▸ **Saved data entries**
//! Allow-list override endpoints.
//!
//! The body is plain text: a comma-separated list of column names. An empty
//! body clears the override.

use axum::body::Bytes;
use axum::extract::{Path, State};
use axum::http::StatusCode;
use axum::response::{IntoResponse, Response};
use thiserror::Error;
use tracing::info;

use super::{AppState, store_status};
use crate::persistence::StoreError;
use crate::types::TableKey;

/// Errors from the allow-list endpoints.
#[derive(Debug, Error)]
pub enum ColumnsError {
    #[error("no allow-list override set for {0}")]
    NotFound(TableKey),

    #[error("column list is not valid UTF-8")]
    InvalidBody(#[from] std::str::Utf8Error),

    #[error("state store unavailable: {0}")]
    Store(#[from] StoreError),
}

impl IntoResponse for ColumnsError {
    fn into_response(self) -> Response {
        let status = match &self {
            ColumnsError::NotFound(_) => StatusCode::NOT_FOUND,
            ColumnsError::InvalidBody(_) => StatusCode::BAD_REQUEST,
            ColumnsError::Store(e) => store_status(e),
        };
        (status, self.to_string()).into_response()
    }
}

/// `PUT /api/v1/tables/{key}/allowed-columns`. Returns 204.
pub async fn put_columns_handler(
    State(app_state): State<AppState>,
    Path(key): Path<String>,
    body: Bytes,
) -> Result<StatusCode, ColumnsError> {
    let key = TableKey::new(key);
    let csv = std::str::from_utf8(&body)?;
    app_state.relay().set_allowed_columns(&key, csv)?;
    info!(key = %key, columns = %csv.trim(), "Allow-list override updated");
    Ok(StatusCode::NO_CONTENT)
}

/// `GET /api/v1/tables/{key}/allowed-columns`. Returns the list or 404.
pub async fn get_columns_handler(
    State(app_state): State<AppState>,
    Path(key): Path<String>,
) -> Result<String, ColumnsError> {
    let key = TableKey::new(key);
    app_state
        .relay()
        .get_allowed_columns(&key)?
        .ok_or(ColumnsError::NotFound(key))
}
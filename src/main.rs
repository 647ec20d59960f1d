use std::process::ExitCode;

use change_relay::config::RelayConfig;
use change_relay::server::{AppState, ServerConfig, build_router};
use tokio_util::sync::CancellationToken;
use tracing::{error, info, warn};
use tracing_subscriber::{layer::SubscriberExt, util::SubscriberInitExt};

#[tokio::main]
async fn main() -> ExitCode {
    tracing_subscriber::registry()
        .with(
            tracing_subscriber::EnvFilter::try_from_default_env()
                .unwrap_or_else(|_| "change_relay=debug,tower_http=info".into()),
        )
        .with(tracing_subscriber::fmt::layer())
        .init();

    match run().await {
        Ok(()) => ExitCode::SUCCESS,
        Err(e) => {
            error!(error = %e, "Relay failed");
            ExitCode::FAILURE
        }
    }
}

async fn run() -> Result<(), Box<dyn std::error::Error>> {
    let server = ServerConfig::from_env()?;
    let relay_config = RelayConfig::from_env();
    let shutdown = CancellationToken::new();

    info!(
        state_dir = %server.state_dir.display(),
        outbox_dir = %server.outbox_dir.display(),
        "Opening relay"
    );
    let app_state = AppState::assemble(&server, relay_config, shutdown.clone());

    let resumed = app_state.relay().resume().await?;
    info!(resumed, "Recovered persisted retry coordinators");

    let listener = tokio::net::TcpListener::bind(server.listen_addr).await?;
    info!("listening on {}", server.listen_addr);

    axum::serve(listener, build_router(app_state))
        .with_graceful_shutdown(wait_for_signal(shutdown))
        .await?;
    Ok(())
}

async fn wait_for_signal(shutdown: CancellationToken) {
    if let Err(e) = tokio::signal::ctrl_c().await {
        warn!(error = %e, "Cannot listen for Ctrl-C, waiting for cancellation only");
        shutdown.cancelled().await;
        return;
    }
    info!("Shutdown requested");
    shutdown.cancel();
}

▸ **Required action**
What this exercise asks for is the data above, retyped exactly.

▸ **Task result**
//! Allow-list override endpoints.
//!
//! The body is plain text: a comma-separated list of column names. An empty
//! body clears the override.

use axum::body::Bytes;
use axum::extract::{Path, State};
use axum::http::StatusCode;
use axum::response::{IntoResponse, Response};
use thiserror::Error;
use tracing::info;

use super::{AppState, store_status};
use crate::persistence::StoreError;
use crate::types::TableKey;

/// Errors from the allow-list endpoints.
#[derive(Debug, Error)]
pub enum ColumnsError {
    #[error("no allow-list override set for {0}")]
    NotFound(TableKey),

    #[error("column list is not valid UTF-8")]
    InvalidBody(#[from] std::str::Utf8Error),

    #[error("state store unavailable: {0}")]
    Store(#[from] StoreError),
}

impl IntoResponse for ColumnsError {
    fn into_response(self) -> Response {
        let status = match &self {
            ColumnsError::NotFound(_) => StatusCode::NOT_FOUND,
            ColumnsError::InvalidBody(_) => StatusCode::BAD_REQUEST,
            ColumnsError::Store(e) => store_status(e),
        };
        (status, self.to_string()).into_response()
    }
}

/// `PUT /api/v1/tables/{key}/allowed-columns`. Returns 204.
pub async fn put_columns_handler(
    State(app_state): State<AppState>,
    Path(key): Path<String>,
    body: Bytes,
) -> Result<StatusCode, ColumnsError> {
    let key = TableKey::new(key);
    let csv = std::str::from_utf8(&body)?;
    app_state.relay().set_allowed_columns(&key, csv)?;
    info!(key = %key, columns = %csv.trim(), "Allow-list override updated");
    Ok(StatusCode::NO_CONTENT)
}

/// `GET /api/v1/tables/{key}/allowed-columns`. Returns the list or 404.
pub async fn get_columns_handler(
    State(app_state): State<AppState>,
    Path(key): Path<String>,
) -> Result<String, ColumnsError> {
    let key = TableKey::new(key);
    app_state
        .relay()
        .get_allowed_columns(&key)?
        .ok_or(ColumnsError::NotFound(key))
}
filename src/main.rs
repository 647ec20d59960f1d
use std::process::ExitCode;

use change_relay::config::RelayConfig;
use change_relay::server::{AppState, ServerConfig, build_router};
use tokio_util::sync::CancellationToken;
use tracing::{error, info, warn};
use tracing_subscriber::{layer::SubscriberExt, util::SubscriberInitExt};

#[tokio::main]
async fn main() -> ExitCode {
    tracing_subscriber::registry()
        .with(
            tracing_subscriber::EnvFilter::try_from_default_env()
                .unwrap_or_else(|_| "change_relay=debug,tower_http=info".into()),
        )
        .with(tracing_subscriber::fmt::layer())
        .init();

    match run().await {
        Ok(()) => ExitCode::SUCCESS,
        Err(e) => {
            error!(error = %e, "Relay failed");
            ExitCode::FAILURE
        }
    }
}

async fn run() -> Result<(), Box<dyn std::error::Error>> {
    let server = ServerConfig::from_env()?;
    let relay_config = RelayConfig::from_env();
    let shutdown = CancellationToken::new();

    info!(
        state_dir = %server.state_dir.display(),
        outbox_dir = %server.outbox_dir.display(),
        "Opening relay"
    );
    let app_state = AppState::assemble(&server, relay_config, shutdown.clone());

    let resumed = app_state.relay().resume().await?;
    info!(resumed, "Recovered persisted retry coordinators");

    let listener = tokio::net::TcpListener::bind(server.listen_addr).await?;
    info!("listening on {}", server.listen_addr);

    axum::serve(listener, build_router(app_state))
        .with_graceful_shutdown(wait_for_signal(shutdown))
        .await?;
    Ok(())
}

async fn wait_for_signal(shutdown: CancellationToken) {
    if let Err(e) = tokio::signal::ctrl_c().await {
        warn!(error = %e, "Cannot listen for Ctrl-C, waiting for cancellation only");
        shutdown.cancelled().await;
        return;
    }
    info!("Shutdown requested");
    shutdown.cancel();
}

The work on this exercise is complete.